Jeffrey Energy Center coal-fired power plant.
The Jeffrey Energy Center coal-fired power plant operates at sunset near Emmett, Kansas, on Jan. 3, 2026. (AP Photo/Charlie Riedel)

Alarmists will tell you that the “hurricane drought” was also caused by climate change, because for a while there, everything was blamed on climate change, including heart disease, asthma, substance abuse, mental wellness, prostitution, war, diabetes, migraines, dementia, Islamic terrorism, crime, and income inequality.

What remains inarguable is that Gore’s “documentary” got it very wrong.

It shouldn’t escape our attention either that the 20-year anniversary of An Inconvenient Truth coincided with the United Nations panel on climate change dropping RCP 8.5, the worst-case scenario offered on global warming, because it is now “implausible.”

The contention that we were fast approaching an existential cliff has been embedded in virtually every major media story regarding climate change. And virtually every alarmist in politics has warned that this apocalyptic precipice is the reason we have a duty to remake the entire economy and destroy our energy sector.

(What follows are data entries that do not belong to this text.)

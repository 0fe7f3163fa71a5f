use thiserror::Error;

/// Errors raised while reading a PHYLIP distance matrix.
#[derive(Debug, Error)]
#[non_exhaustive]
pub enum PhylipError {
    /// The input contained no non-blank lines.
    #[error("PHYLIP input is empty")]
    EmptyInput,
    /// The first line was not a positive taxon count.
    #[error("invalid PHYLIP header `{header}`: expected a positive taxon count")]
    InvalidHeader {
        /// The offending header line, trimmed.
        header: String,
    },
    /// A distance token could not be parsed as a finite number.
    #[error("row {row} contains invalid distance `{token}`")]
    InvalidValue {
        /// Zero-based taxon row.
        row: usize,
        /// The token that failed to parse.
        token: String,
    },
    /// The input ended before every taxon row was read.
    #[error("expected {expected} taxon rows but found {found}")]
    MissingRow {
        /// Taxon count from the header.
        expected: usize,
        /// Complete rows read before the input ended.
        found: usize,
    },
    /// A row carried more values than its shape allows.
    #[error("row {row} has {found} values but expected {expected}")]
    RowLength {
        /// Zero-based taxon row.
        row: usize,
        /// Values required by the detected shape.
        expected: usize,
        /// Values seen before the row overflowed.
        found: usize,
    },
    /// Non-blank content followed the last taxon row.
    #[error("unexpected data after the last taxon row at line {line}")]
    TrailingData {
        /// One-based line number of the first trailing line.
        line: usize,
    },
    /// Reading the underlying input failed.
    #[error("i/o error: {0}")]
    Io(#[from] std::io::Error),
}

Forgive me for being skeptical about the good-faith motivations of the U.N. dropping RCP 8.5. But modern climate doomsayers are constantly resetting their red lines because their predictions have been embarrassingly wrong since Paul Ehrlich published The Population Bomb. In 2007, Rajendra Pachauri, head of the same U.N. climate panel, said, “If there is no action before 2012, that’s too late.” In 2018, U.N. General Assembly President Maria Espinosa told 22,000 delegates attending the climate conference that “mankind” was “in danger of disappearing” if the world didn’t act on an 11-year window to take decisive action.

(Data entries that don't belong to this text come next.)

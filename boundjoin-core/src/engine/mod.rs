//! Un-accelerated neighbour-joining engines.
//!
//! [`ClusteringEngine`] is the seam between the row storage and join formulas
//! on one side and the search strategy on the other. [`NeighbourJoining`]
//! implements it once; the per-join arithmetic that distinguishes plain
//! neighbour joining from BIONJ is supplied by a [`JoinFormula`].

mod bionj;
mod duplicates;
mod nj;

use std::cmp::Ordering;

use crate::{Real, error::Result, tree::ClusterTree};

pub use self::{
    bionj::BionjFormula,
    nj::{NeighbourJoining, NjFormula},
};

/// Plain neighbour joining.
pub type Nj<T> = NeighbourJoining<T, NjFormula>;

/// Gascuel's BIONJ, weighting each join by the variance matrix.
pub type Bionj<T> = NeighbourJoining<T, BionjFormula<T>>;

/// Candidate pair for the next join.
///
/// Pairs are stored in canonical form with `row > column`. Ordering is by
/// criterion value under IEEE total order, then by row, then by column, so
/// every reduction across rows selects the same pair. Within a row, searches
/// keep the first of tied entries in ascending distance order instead.
#[derive(Clone, Copy, Debug)]
pub struct RowMinimum<T> {
    row: usize,
    column: usize,
    value: T,
}

impl<T: Real> RowMinimum<T> {
    /// Builds a candidate for the pair `(first, second)` in canonical order.
    #[must_use]
    pub fn pair(first: usize, second: usize, value: T) -> Self {
        Self {
            row: first.max(second),
            column: first.min(second),
            value,
        }
    }

    /// Candidate reported by a row without a live partner.
    #[must_use]
    pub fn none(row: usize) -> Self {
        Self {
            row,
            column: row,
            value: T::INFINITY,
        }
    }

    /// Returns the larger row index of the pair.
    #[must_use]
    #[rustfmt::skip]
    pub fn row(&self) -> usize { self.row }

    /// Returns the smaller row index of the pair.
    #[must_use]
    #[rustfmt::skip]
    pub fn column(&self) -> usize { self.column }

    /// Returns the criterion value.
    #[must_use]
    #[rustfmt::skip]
    pub fn value(&self) -> T { self.value }

    /// Returns `true` when the candidate names a real pair.
    #[must_use]
    pub fn is_found(&self) -> bool {
        self.value.is_finite() && self.row != self.column
    }
}

impl<T: Real> PartialEq for RowMinimum<T> {
    fn eq(&self, other: &Self) -> bool {
        self.cmp(other) == Ordering::Equal
    }
}

impl<T: Real> Eq for RowMinimum<T> {}

impl<T: Real> Ord for RowMinimum<T> {
    fn cmp(&self, other: &Self) -> Ordering {
        self.value
            .total_cmp(&other.value)
            .then_with(|| self.row.cmp(&other.row))
            .then_with(|| self.column.cmp(&other.column))
    }
}

impl<T: Real> PartialOrd for RowMinimum<T> {
    fn partial_cmp(&self, other: &Self) -> Option<Ordering> {
        Some(self.cmp(other))
    }
}

/// Effect of one join on the engine's row layout.
#[derive(Clone, Copy, Debug, Eq, PartialEq)]
pub struct JoinOutcome {
    /// Cluster id allocated for the merged cluster.
    pub merged: usize,
    /// Row now holding the merged cluster.
    pub row: usize,
    /// Row that was vacated by the join.
    pub vacated: usize,
    /// Former index of the row moved into `vacated`, if any.
    pub moved: Option<usize>,
}

/// Row storage and join arithmetic driven by a search strategy.
///
/// Rows are indexed `0..row_count()`. Each live row holds one cluster; the
/// mapping is exposed through [`ClusteringEngine::row_to_cluster`]. A join
/// rewrites the lower row with the merged cluster and moves the last row into
/// the vacated one.
pub trait ClusteringEngine<T: Real>: Send + Sync {
    /// Short algorithm name used in logs.
    fn algorithm_name(&self) -> &'static str;

    /// Number of live rows.
    fn row_count(&self) -> usize;

    /// Live prefix of distance row `row`.
    fn row(&self, row: usize) -> &[T];

    /// Row totals, indexed by row.
    fn row_totals(&self) -> &[T];

    /// Cluster id held by each live row.
    fn row_to_cluster(&self) -> &[usize];

    /// Number of cluster ids allocated so far, which is also the next id.
    fn cluster_count(&self) -> usize;

    /// Groups of cluster ids whose distance rows are identical.
    fn duplicate_groups(&self) -> Vec<Vec<usize>>;

    /// Global minimum of the criterion found by scanning every pair.
    fn minimum_entry(&self) -> RowMinimum<T>;

    /// Joins rows `a < b`.
    ///
    /// # Errors
    /// Returns [`crate::JoinError::InvariantViolation`] when the rows are not
    /// a valid live pair or fewer than three rows remain.
    fn cluster(&mut self, a: usize, b: usize) -> Result<JoinOutcome>;

    /// Resolves the remaining rows into the root and returns the tree.
    ///
    /// # Errors
    /// Returns [`crate::JoinError::InvariantViolation`] when more than three
    /// rows remain.
    fn finish(self) -> Result<ClusterTree<T>>
    where
        Self: Sized;
}

/// Per-join arithmetic that distinguishes the neighbour-joining variants.
pub trait JoinFormula<T: Real>: Send + Sync {
    /// Algorithm name reported by the engine.
    const NAME: &'static str;

    /// Weight given to row `a` when averaging the merged distances.
    fn lambda(&self, a: usize, b: usize, row_count: usize) -> T;

    /// Updates formula state for the join of `a` and `b` into `a`.
    fn join(&mut self, a: usize, b: usize, lambda: T, row_count: usize);

    /// Drops row `b`, moving the last live row into its place.
    fn remove_row(&mut self, b: usize);
}

/// Factor scaling row totals into criterion terms, `1 / (row_count - 2)`.
pub(crate) fn total_scale<T: Real>(row_count: usize) -> T {
    T::ONE / T::from_usize(row_count.saturating_sub(2))
}

/// Neighbour-joining criterion from a distance and two scaled totals.
///
/// Every search evaluates pairs through this function so that a pair yields
/// the same bits whichever row it is reached from.
#[inline]
pub(crate) fn criterion<T: Real>(distance: T, scaled_a: T, scaled_b: T) -> T {
    distance - (scaled_a + scaled_b)
}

Now, the U.N. claims that the rise of “renewable energy” and other factors has helped avert the fiery disaster they were incessantly warning about. The problem with this contention is that global carbon dioxide emissions from fossil fuels are running higher than was predicted in climate models of the early 2000s. China now emits more carbon dioxide than the U.S. and European Union combined.

And the leading reason greenhouse gas emissions have declined in U.S. is the transition from coal to natural gas, a policy that environmentalists, including Gore, opposed.

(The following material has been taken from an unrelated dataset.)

//! Environment-driven settings shared by CI jobs and local test runs.

pub mod property_test_profile;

Before journalists had moved on to other trendy progressive causes such as Black Lives Matter or “Free Palestine,” they were happy to regurgitate every unhinged claim of climate fanaticism. CNN and others stopped calling the phenomenon “climate change” and started referring to it as a “climate crisis” to stifle any dissent on the matter. During the 2020 primaries, CNN held a seven-hour town hall on the topic, where everyone more or less agreed on everything.

Why? Because the science was allegedly “settled.” That turned out to be nonsense. But it was never just about science. It was about economic trade-offs and adaptability, topics that were rejected as unworthy of debate. After all, global warming was an existential threat to humanity, and we only had a handful of years to act.

Since my column in 2006, like many others, I’ve argued that capitalistic ingenuity and human acclimatization were preferable to the Luddism that gripped the Left. Doing so got a lot of us smeared as oil-drenched anti-science nihilists and put on lists of “climate deniers,” a phrase meant to frame a person as morally akin to Holocaust deniers.

Gray spent years being depicted as a wild-eyed crank and shill of the fossil fuel industry. In September 2005, he had predicted that global surface temperature would experience a “quite small and likely insignificant” warming of 0.3 degrees Celsius. According to virtually every major climate organization, the global surface temperatures have risen by around 0.35 degrees on average from 2006 to the present.

THE AMERICAN WILDLIFE MIRACLE

Rest in peace, professor.

There are surely many good-faith scientists trying to decipher the vagaries of climate. But the alarmist industry, the one lifted by the media and academia and often funded by the government, was always a hoax. And Gore, its leading voice for years, was always a fraud.